O SIONISMO DOS CRISTÃOS FUNDAMENTALISTAS

Igualmente incondicional no apoio à ala mais violenta do regime israelita é a chamada “Bible Belt”, a direita evangélica que constituiu a aliança mais importante da reeleição de Bush em plena crise iraquiana, com uma campanha centrada nos casamentos homossexuais, aborto e educação sexual. Já com o Líbano sob fogo, em finais de Julho, 3400 delegados reuniram-se no Texas para a apresentação dos Cristãos Unidos por Israel. A organização pretende ser um elemento de pressão institucional e de campanha pela intransigência expansionista de Israel. Estiveram presentes o embaixador israelita e Ken Mehlman, presidente do Partido Republicano. Bush e Olmert enviaram as suas saudações.
A história desta afinidade entre a direita cristã norte-americana e o extremismo israelita é a do crescimento do peso das correntes evangélicas apocalípticas: sondagens recentes apontam para que 20% a 25% dos cerca de 100 milhões de evangélicos norte-americanos são receptivos às teses do sionismo cristão, uma vez que se reconhecem na profecia do fim dos tempos e do Armagedão (Reagan fazia alusões frequentes à sua crença nestes anúncios).
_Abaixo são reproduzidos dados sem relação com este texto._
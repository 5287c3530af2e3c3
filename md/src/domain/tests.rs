use super::*;
use crate::deck::InputDeck;
use approx::assert_relative_eq;

fn record<F>(config: &HacConfig, phase: F) -> Vec<String>
where
    F: FnOnce(&Setup<'_>, &mut InputDeck) -> Result<()>,
{
    let setup = Setup::new(config);
    let mut deck = InputDeck::new();
    phase(&setup, &mut deck).unwrap();
    deck.commands().map(str::to_string).collect()
}

#[test]
fn test_walled_domain_geometry() {
    let config = HacConfig::default();
    let d = Domain::from_config(&config);

    assert_relative_eq!(d.lx, 57.8, epsilon = 1e-10);
    assert_relative_eq!(d.ly, 34.68, epsilon = 1e-12);
    assert_relative_eq!(d.buffer_width, 11.56, epsilon = 1e-10);
    assert_relative_eq!(d.xlo, -0.85, epsilon = 1e-12);
    assert_relative_eq!(d.xhi, 57.8 + 0.85, epsilon = 1e-10);

    let [xx, yy, zz] = d.lattice_extent();
    assert_relative_eq!(xx, 57.8 / 6.0, epsilon = 1e-10);
    assert_relative_eq!(yy, 5.78, epsilon = 1e-10);
    assert_relative_eq!(zz, 5.78, epsilon = 1e-10);
}

#[test]
fn test_periodic_domain_has_no_wall_margin() {
    let mut config = HacConfig::default();
    config.system.boundary = BoundaryStyle::Periodic;
    let d = Domain::from_config(&config);
    assert_eq!(d.xlo, 0.0);
    assert_eq!(d.xhi, d.lx);
}

#[test]
fn test_lj1043_walls_sit_further_out() {
    let mut config = HacConfig::default();
    config.system.wall.kind = WallKind::Lj1043;
    let d = Domain::from_config(&config);
    assert_relative_eq!(d.xlo, -1.7, epsilon = 1e-12);
}

#[test]
fn test_buffers_sit_at_box_edges() {
    let d = Domain::from_config(&HacConfig::default());
    let (left, right) = (d.left_buffer(), d.right_buffer());
    assert_eq!(left.lo, 0.0);
    assert_relative_eq!(left.hi, right.lo - 3.0 * d.buffer_width, epsilon = 1e-9);
    assert_eq!(right.hi, d.lx);
}

#[test]
fn test_setup_sequence() {
    let config = HacConfig::default();
    let setup = Setup::new(&config);
    let mut deck = InputDeck::new();
    let snapshot = setup.setup(&mut deck, None).unwrap();
    let commands: Vec<_> = deck.commands().collect();

    assert_eq!(commands[0], "units real");
    assert_eq!(commands[1], "newton on");
    assert_eq!(commands[2], "dimension    3");
    assert_eq!(commands[3], "boundary     f p p");
    assert!(commands.contains(&"create_box   1 rid_wall"));
    assert!(commands.contains(&"create_atoms 1 region mybox units box"));
    assert!(commands.contains(&"mass  1 39.948"));
    assert!(commands.contains(&"pair_style  lj/cut 12"));
    assert!(commands.contains(&"pair_coeff  1 1 0.23748 3.4 12"));
    assert!(commands.contains(&"neigh_modify delay 0 every 20 check no"));
    assert_eq!(
        commands[commands.len() - 1],
        "restart 1000 lj_pylmp_hac_a.res lj_pylmp_hac_b.res"
    );

    assert_eq!(
        snapshot,
        PathBuf::from("data/lj_pylmp_hac_test/init_lj_pylmp_hac.xyz")
    );
    assert!(commands.contains(&"write_dump all xyz data/lj_pylmp_hac_test/init_lj_pylmp_hac.xyz"));
}

#[test]
fn test_setup_includes_input_file_first() {
    let config = HacConfig::default();
    let setup = Setup::new(&config);
    let mut deck = InputDeck::new();
    setup.setup(&mut deck, Some(Path::new("in.extra"))).unwrap();
    assert_eq!(deck.commands().next(), Some("include in.extra"));
}

#[test]
fn test_periodic_box_uses_lattice_region() {
    let mut config = HacConfig::default();
    config.system.boundary = BoundaryStyle::Periodic;
    let commands = record(&config, |s, deck| s.create_box(deck));

    assert!(commands.contains(&"boundary     p p p".to_string()));
    assert!(commands.contains(&"create_box   1 mybox".to_string()));
    assert!(!commands.iter().any(|c| c.contains("rid_wall")));
}

#[test]
fn test_wall_fixes() {
    let config = HacConfig::default();
    let commands = record(&config, |s, deck| s.setup_wall(deck));

    assert_eq!(commands.len(), 2);
    assert_eq!(
        commands[0],
        "fix wall_xlo all wall/lj126 xlo -0.85 0.05937 1.7 3.4 units box"
    );
    assert!(commands[1].starts_with("fix wall_xhi all wall/lj126 xhi 58.6"));
    assert!(commands[1].ends_with("0.05937 1.7 3.4 units box"));
}

#[test]
fn test_velocities_and_minimize() {
    let config = HacConfig::default();
    let commands = record(&config, |s, deck| {
        s.init_velocities(deck)?;
        s.minimize(deck, "cg").map(|_| ())
    });

    assert!(commands[0].starts_with("velocity all create 9.44"));
    assert!(commands[0].ends_with("87287 loop geom"));
    assert!(commands.contains(&"min_style cg".to_string()));
    assert!(commands.contains(&"minimize   0.0 0.0 200 20000".to_string()));
    assert_eq!(commands.last().map(String::as_str), Some("undump emin"));
}

#[test]
fn test_equilibrate_ramps_temperature() {
    let config = HacConfig::default();
    let setup = Setup::new(&config);
    let mut deck = InputDeck::new();
    let snapshot = setup.equilibrate(&mut deck, 30.0, 94.4).unwrap();
    let commands: Vec<_> = deck.commands().collect();

    assert!(commands.contains(&"timestep 1"));
    assert!(commands.contains(&"fix      1 all nvt temp 30 94.4 100 tchain 1"));
    assert!(commands.contains(&"run      10000"));
    assert_eq!(&commands[commands.len() - 2..], &["unfix 1", "undump eq1"]);
    assert!(snapshot.ends_with("eq1_lj_pylmp_hac.xyz"));
}

#[test]
fn test_run_nve_writes_restart() {
    let config = HacConfig::default();
    let commands = record(&config, |s, deck| s.run_nve(deck, 10));

    assert_eq!(
        commands,
        vec![
            "thermo 100",
            "timestep 10",
            "fix      1 all nve",
            "run      10",
            "write_restart lj_pylmp_hac.res",
        ]
    );
}

#[test]
fn test_production_dump() {
    let config = HacConfig::default();
    let commands = record(&config, |s, deck| s.production_dump(deck));
    assert_eq!(
        commands,
        vec![
            "dump     run all dcd 10 data/lj_pylmp_hac_test/md_lj_pylmp_hac.dcd",
            "dump_modify run pbc yes",
        ]
    );
}

#[test]
fn test_native_buffers() {
    let config = HacConfig::default();
    let commands = record(&config, |s, deck| s.native_buffers(deck));

    assert_eq!(commands.len(), 6);
    let bounds = |c: &str| -> Vec<f64> {
        c.split_whitespace()
            .skip(3)
            .take(6)
            .map(|w| w.parse().unwrap())
            .collect()
    };
    assert!(commands[0].starts_with("region  rid_left block "));
    let left = bounds(commands[0].as_str());
    assert_relative_eq!(left[1], 11.56, epsilon = 1e-9);
    assert_relative_eq!(left[3], 34.68, epsilon = 1e-12);
    let right = bounds(commands[1].as_str());
    assert_relative_eq!(right[0], 46.24, epsilon = 1e-9);
    assert_relative_eq!(right[1], 57.8, epsilon = 1e-9);
    assert_eq!(commands[2], "group left_buf dynamic all region rid_left every 10");
    assert_eq!(commands[3], "group right_buf dynamic all region rid_right every 10");
    assert_eq!(commands[4], "fix lange_left left_buf langevin 94.4 94.4 39.948 12345");
    assert_eq!(commands[5], "fix lange_right right_buf langevin 94.4 94.4 39.948 12345");
}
Para as correntes cristãs sionistas, o Estado de Israel ocupando toda a Palestina histórica é a concretização da profecia do Antigo Testamento e uma pré-condição divina para o retorno do Messias. A guerra torna­‑se dogma religioso. Estas doutrinas, que já contam mais de século e meio, ganharam relevância política na última década, graças à forte participação eleitoral dos conservadores evangélicos e à sua vinculação crescente aos neoconservadores. Os cristãos sionistas tiveram grande relevo na disputa da opinião pública norte­‑americana contra os acordos de Oslo e empenham-se no financiamento de novos colonatos, com o apoio à imigração de judeus de países de Leste. São visitas frequentes dos líderes israelitas, e sustentam em referências bíblicas o seu alinhamento com Sharon e Olmert.
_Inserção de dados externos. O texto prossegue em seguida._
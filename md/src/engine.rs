//! Seams to the external MD engine.
//!
//! The engine owns the per-atom arrays and the integrator. The driver only
//! issues input lines through [`CommandSink`] and touches the raw buffers
//! through [`MdEngine`] between runs.

use crate::error::EngineError;
use nalgebra::Vector3;
use std::path::Path;

pub trait CommandSink {
    /// Issue a single input line.
    fn command(&mut self, line: &str) -> Result<(), EngineError>;

    /// Process an engine input file.
    fn file(&mut self, path: &Path) -> Result<(), EngineError>;

    /// Mark the start of a setup phase. Engines ignore it; recorders may
    /// use it to annotate their output.
    fn section(&mut self, _title: &str) {}
}

pub trait MdEngine: CommandSink {
    /// Total number of atoms in the simulation.
    fn natoms(&self) -> usize;

    /// Positions of atoms owned by this rank.
    fn positions(&self) -> &[Vector3<f64>];

    /// Velocities of atoms owned by this rank.
    fn velocities(&self) -> &[Vector3<f64>];

    /// Force buffer of atoms owned by this rank, together with read access to
    /// the velocities. Writes land in the engine's own array.
    fn forces_and_velocities(&mut self) -> (&mut [Vector3<f64>], &[Vector3<f64>]);

    /// Advance the engine by `nsteps` timesteps with whatever fixes are active.
    fn run(&mut self, nsteps: usize) -> Result<(), EngineError> {
        self.command(&format!("run {}", nsteps))
    }

    fn close(&mut self) -> Result<(), EngineError>;

    /// Ids of atoms local to this rank.
    fn local_atom_ids(&self) -> Vec<usize> {
        (0..self.positions().len()).collect()
    }

    fn forces_mut(&mut self) -> &mut [Vector3<f64>] {
        self.forces_and_velocities().0
    }
}

/// Check that the engine exposes consistent local buffers.
pub fn check_buffers<E: MdEngine + ?Sized>(engine: &mut E) -> Result<usize, EngineError> {
    let n = engine.positions().len();
    let nv = engine.velocities().len();
    if nv != n {
        return Err(EngineError::BufferLength {
            buffer: "v",
            len: nv,
            expected: n,
        });
    }
    let nf = engine.forces_mut().len();
    if nf != n {
        return Err(EngineError::BufferLength {
            buffer: "f",
            len: nf,
            expected: n,
        });
    }
    Ok(n)
}
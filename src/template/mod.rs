//! Field substitution, conditional sections, and the filter registry
//! (including cloze deletion). Pure functions over a model + note; no I/O.

pub mod lexer;

use crate::store::entities::{Model, ModelTemplate, ModelType, Note};
use crate::Error;
use fancy_regex::Regex;
use lexer::{Lexer, Token};
use log::warn;
use std::collections::HashMap;

#[derive(Clone, Copy, Debug, Eq, PartialEq)]
pub enum Side {
    Question,
    Answer,
}

pub struct Rendered {
    pub front: String,
    pub back: String,
}

type Filter = Box<dyn Fn(&str) -> String + Send + Sync>;

/// Immutable filter registry, built once per render call. The `cloze`
/// filter is only present when the model is a Cloze model, selected per
/// the currently rendered template ordinal.
struct FilterRegistry {
    filters: HashMap<String, Filter>,
}

impl FilterRegistry {
    fn build(model: &Model, ord: i32, side: Side) -> Self {
        let mut filters: HashMap<String, Filter> = HashMap::new();
        filters.insert("text".to_string(), Box::new(|s: &str| strip_html(s)));
        filters.insert("type".to_string(), Box::new(|s: &str| s.to_string()));
        if model.model_type == ModelType::Cloze {
            filters.insert(
                "cloze".to_string(),
                Box::new(move |s: &str| apply_cloze_filter(s, ord, side)),
            );
        }
        Self { filters }
    }

    fn apply(&self, name: &str, content: &str) -> String {
        match self.filters.get(&name.to_ascii_lowercase()) {
            Some(f) => f(content),
            None => {
                warn!("unknown template filter `{name}`; passing content through unchanged");
                content.to_string()
            }
        }
    }
}

/// Builds a case-insensitive field-name -> content map from a note's `flds`,
/// ordered by the model's declared field order.
fn field_map(model: &Model, note: &Note) -> HashMap<String, String> {
    let values: Vec<&str> = note.fields();
    let mut map = HashMap::new();
    for (i, field) in model.fields.iter().enumerate() {
        let value = values.get(i).copied().unwrap_or("");
        map.insert(field.name.to_ascii_lowercase(), value.to_string());
    }
    map
}

fn is_truthy(content: &str) -> bool {
    !strip_html(content).trim().is_empty()
}

fn strip_html(s: &str) -> String {
    let re = Regex::new(r"<[^>]+>").unwrap();
    let mut out = String::new();
    let mut last_end = 0;
    for m in re.find_iter(s).flatten() {
        out.push_str(&s[last_end..m.start()]);
        last_end = m.end();
    }
    out.push_str(&s[last_end..]);
    out
}

/// Expands `{{#Field}}...{{/Field}}` and `{{^Field}}...{{/Field}}` sections
/// in `src` against `fields`, then returns the remaining body with sections
/// resolved (non-recursive pass; run repeatedly by the caller if nested
/// sections of different names are present, since names are matched
/// literally and contiguous ranges never overlap once resolved).
fn expand_sections(src: &str, fields: &HashMap<String, String>) -> String {
    let tokens = Lexer::new(src).tokenize();
    let mut out = String::new();
    let mut i = 0;
    while i < tokens.len() {
        match &tokens[i] {
            Token::Text(range) => {
                out.push_str(&src[range.clone()]);
                i += 1;
            }
            Token::SectionOpen { name } | Token::SectionOpenNegated { name } => {
                let negated = matches!(tokens[i], Token::SectionOpenNegated { .. });
                let field_name = src[name.clone()].to_ascii_lowercase();
                let close_idx = find_matching_close(&tokens, i, &field_name);
                match close_idx {
                    Some(close_idx) => {
                        let body_start = token_end(&tokens[i]);
                        let body_end = token_start(&tokens[close_idx]);
                        let body = &src[body_start..body_end];
                        let truthy = fields.get(&field_name).map(|v| is_truthy(v)).unwrap_or(false);
                        if truthy != negated {
                            out.push_str(&expand_sections(body, fields));
                        }
                        i = close_idx + 1;
                    }
                    None => {
                        // No matching close; treat the opener as inert text.
                        i += 1;
                    }
                }
            }
            Token::SectionClose { .. } => {
                // Unmatched close with no opener; drop it.
                i += 1;
            }
            Token::Reference { .. } => {
                out.push_str(&src[token_range(&tokens[i])]);
                i += 1;
            }
        }
    }
    out
}

fn token_range(t: &Token) -> std::ops::Range<usize> {
    match t {
        Token::Text(r) => r.clone(),
        Token::Reference { expr } => (expr.start - 2)..(expr.end + 2),
        Token::SectionOpen { name } => (name.start - 3)..(name.end + 2),
        Token::SectionOpenNegated { name } => (name.start - 3)..(name.end + 2),
        Token::SectionClose { name } => (name.start - 3)..(name.end + 2),
    }
}

fn token_start(t: &Token) -> usize {
    token_range(t).start
}

fn token_end(t: &Token) -> usize {
    token_range(t).end
}

/// Finds the close token balancing `open_idx`, counting any nested opener
/// (regardless of name) as one level of depth so inner sections pass
/// through untouched for the recursive call over the sliced-out body.
fn find_matching_close(tokens: &[Token], open_idx: usize, _field_name: &str) -> Option<usize> {
    let mut depth = 0;
    for (idx, tok) in tokens.iter().enumerate().skip(open_idx + 1) {
        match tok {
            Token::SectionOpen { .. } | Token::SectionOpenNegated { .. } => depth += 1,
            Token::SectionClose { .. } => {
                if depth == 0 {
                    return Some(idx);
                }
                depth -= 1;
            }
            _ => {}
        }
    }
    None
}

/// Substitutes `{{Field}}` and `{{filter:Field}}` references. `FrontSide` is
/// left as the literal sentinel string for the caller to splice in.
fn substitute_references(
    src: &str,
    fields: &HashMap<String, String>,
    registry: &FilterRegistry,
) -> String {
    let tokens = Lexer::new(src).tokenize();
    let mut out = String::new();
    for token in tokens {
        match token {
            Token::Text(range) => out.push_str(&src[range]),
            Token::Reference { expr } => {
                let raw = &src[expr.clone()];
                if raw == "FrontSide" {
                    out.push_str(FRONT_SIDE_SENTINEL);
                    continue;
                }
                let (filter_name, field_name) = match raw.split_once(':') {
                    Some((f, rest)) => (Some(f), rest),
                    None => (None, raw),
                };
                let value = fields
                    .get(&field_name.to_ascii_lowercase())
                    .cloned()
                    .unwrap_or_default();
                match filter_name {
                    Some(f) => out.push_str(&registry.apply(f, &value)),
                    None => out.push_str(&value),
                }
            }
            // Sections were already resolved by `expand_sections`.
            Token::SectionOpen { ref name } | Token::SectionOpenNegated { ref name } | Token::SectionClose { ref name } => {
                out.push_str(&src[token_range(&token)]);
                let _ = name;
            }
        }
    }
    out
}

const FRONT_SIDE_SENTINEL: &str = "\u{0}FRONTSIDE\u{0}";

fn apply_cloze_filter(text: &str, ord: i32, side: Side) -> String {
    let re = Regex::new(r"\{\{c(\d+)::((?:(?!\}\}).)*?)(?:::((?:(?!\}\}).)*?))?\}\}").unwrap();
    let target = ord + 1;
    let mut out = String::new();
    let mut last_end = 0;
    for caps in re.captures_iter(text).flatten() {
        let whole = caps.get(0).unwrap();
        out.push_str(&text[last_end..whole.start()]);
        let n: i32 = caps.get(1).unwrap().as_str().parse().unwrap_or(0);
        let body = caps.get(2).map(|m| m.as_str()).unwrap_or("");
        let hint = caps.get(3).map(|m| m.as_str());
        if side == Side::Answer || n != target {
            out.push_str(body);
        } else {
            match hint {
                Some(h) => out.push_str(&format!("[{h}]")),
                None => out.push_str("[...]"),
            }
        }
        last_end = whole.end();
    }
    out.push_str(&text[last_end..]);
    out
}

/// Renders a model/note/template-ordinal triple into question+answer HTML.
/// When the model has no template at `ord`, falls back to the note's raw
/// first two fields rather than failing the render.
pub fn render(model: &Model, note: &Note, ord: i32) -> crate::Result<Rendered> {
    let template = match find_template(model, ord) {
        Ok(template) => template,
        Err(Error::TemplateMissing { .. }) => {
            let values = note.fields();
            return Ok(Rendered {
                front: values.first().copied().unwrap_or_default().to_string(),
                back: values.get(1).copied().unwrap_or_default().to_string(),
            });
        }
        Err(e) => return Err(e),
    };
    let fields = field_map(model, note);

    let question_registry = FilterRegistry::build(model, ord, Side::Question);
    let question_sections = expand_sections(&template.qfmt, &fields);
    let front = substitute_references(&question_sections, &fields, &question_registry);

    let answer_registry = FilterRegistry::build(model, ord, Side::Answer);
    let answer_sections = expand_sections(&template.afmt, &fields);
    let back_raw = substitute_references(&answer_sections, &fields, &answer_registry);
    let back = back_raw.replace(FRONT_SIDE_SENTINEL, &front);

    Ok(Rendered { front, back })
}

fn find_template(model: &Model, ord: i32) -> crate::Result<&ModelTemplate> {
    model
        .templates
        .iter()
        .find(|t| t.ord == ord)
        .ok_or_else(|| {
            warn!("model {} has no template with ord {ord}; falling back to raw fields", model.id);
            Error::TemplateMissing { model_id: model.id, ord }
        })
}

/// Distinct cloze indices (the `N` in `{{cN::...}}`) referenced in `text`,
/// in ascending order, deduplicated. Used by note creation to decide how
/// many cards a Cloze note produces.
pub fn cloze_indices(text: &str) -> Vec<i32> {
    let re = Regex::new(r"\{\{c(\d+)::").unwrap();
    let mut indices: Vec<i32> = re
        .captures_iter(text)
        .flatten()
        .filter_map(|c| c.get(1).and_then(|m| m.as_str().parse().ok()))
        .collect();
    indices.sort_unstable();
    indices.dedup();
    indices
}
De facto, seja pela mão do cinismo neoconservador – teorizado por Leo Strauss sobre o bom uso da religião pela elite esclarecida –, seja pelo peso próprio do fundamentalismo religioso, a globalização armada apresenta­‑se, como escreveu Bob Woodward em A Guerra de Bush, inserida «na grande visão de um plano de Deus». Ou, como reza a passagem bíblica citada pela família Cheney no seu cartão de Natal, «se um pardal não pode cair no chão sem que Ele saiba, será possível que um império possa emergir sem a Sua ajuda?».
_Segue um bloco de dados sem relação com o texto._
//! `Scanner`-based tokenizer for the `{{...}}` template syntax.
//!
//! Produces a flat stream of cursor-range tokens; [`super`] assembles them
//! into nested sections and performs substitution. Kept flat (rather than a
//! recursive-descent parser) because section nesting by name is resolved a
//! level at a time in the renderer, the same split the teacher's cloze
//! tokenizer makes between matching delimiters and interpreting them.

use std::ops::Range;
use unscanny::Scanner;

#[derive(Clone, Debug, PartialEq, Eq)]
pub enum Token {
    /// Literal text, not inside `{{...}}`.
    Text(Range<usize>),
    /// `{{expr}}`, where `expr` may be `Field` or `filter:Field`.
    Reference { expr: Range<usize> },
    /// `{{#Field}}`.
    SectionOpen { name: Range<usize> },
    /// `{{^Field}}`.
    SectionOpenNegated { name: Range<usize> },
    /// `{{/Field}}`.
    SectionClose { name: Range<usize> },
}

pub struct Lexer<'a> {
    s: Scanner<'a>,
}

impl<'a> Lexer<'a> {
    pub fn new(input: &'a str) -> Self {
        Self { s: Scanner::new(input) }
    }

    pub fn tokenize(mut self) -> Vec<Token> {
        let mut tokens = Vec::new();
        loop {
            let text_start = self.s.cursor();
            self.s.eat_until("{{");
            if self.s.cursor() > text_start {
                tokens.push(Token::Text(text_start..self.s.cursor()));
            }
            if self.s.done() {
                break;
            }
            // consume "{{"
            self.s.eat_if("{{");
            let tag_start = self.s.cursor();
            self.s.eat_until("}}");
            let tag_body = tag_start..self.s.cursor();
            if self.s.eat_if("}}") {
                tokens.push(classify(&self.s.string()[tag_body.clone()], tag_body));
            } else {
                // Unterminated tag: treat everything from the opener onward
                // as literal text.
                tokens.push(Token::Text((tag_start - 2)..self.s.cursor()));
            }
        }
        tokens
    }
}

fn classify(body: &str, range: Range<usize>) -> Token {
    if let Some(rest) = body.strip_prefix('#') {
        Token::SectionOpen {
            name: (range.start + 1)..(range.start + 1 + rest.len()),
        }
    } else if let Some(rest) = body.strip_prefix('^') {
        Token::SectionOpenNegated {
            name: (range.start + 1)..(range.start + 1 + rest.len()),
        }
    } else if let Some(rest) = body.strip_prefix('/') {
        Token::SectionClose {
            name: (range.start + 1)..(range.start + 1 + rest.len()),
        }
    } else {
        Token::Reference { expr: range }
    }
}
Além da narrativa religiosa, nos EUA como em Israel, vive uma agenda precisa: um Médio-Oriente redesenhado, com centro militarizado em Telavive, Estados fracos e desestruturados em toda a região, e tutela imperial sobre as suas riquezas naturais. Para lá chegar, o choque de fundamentalismos é o mundo perfeito da “Likud connection”.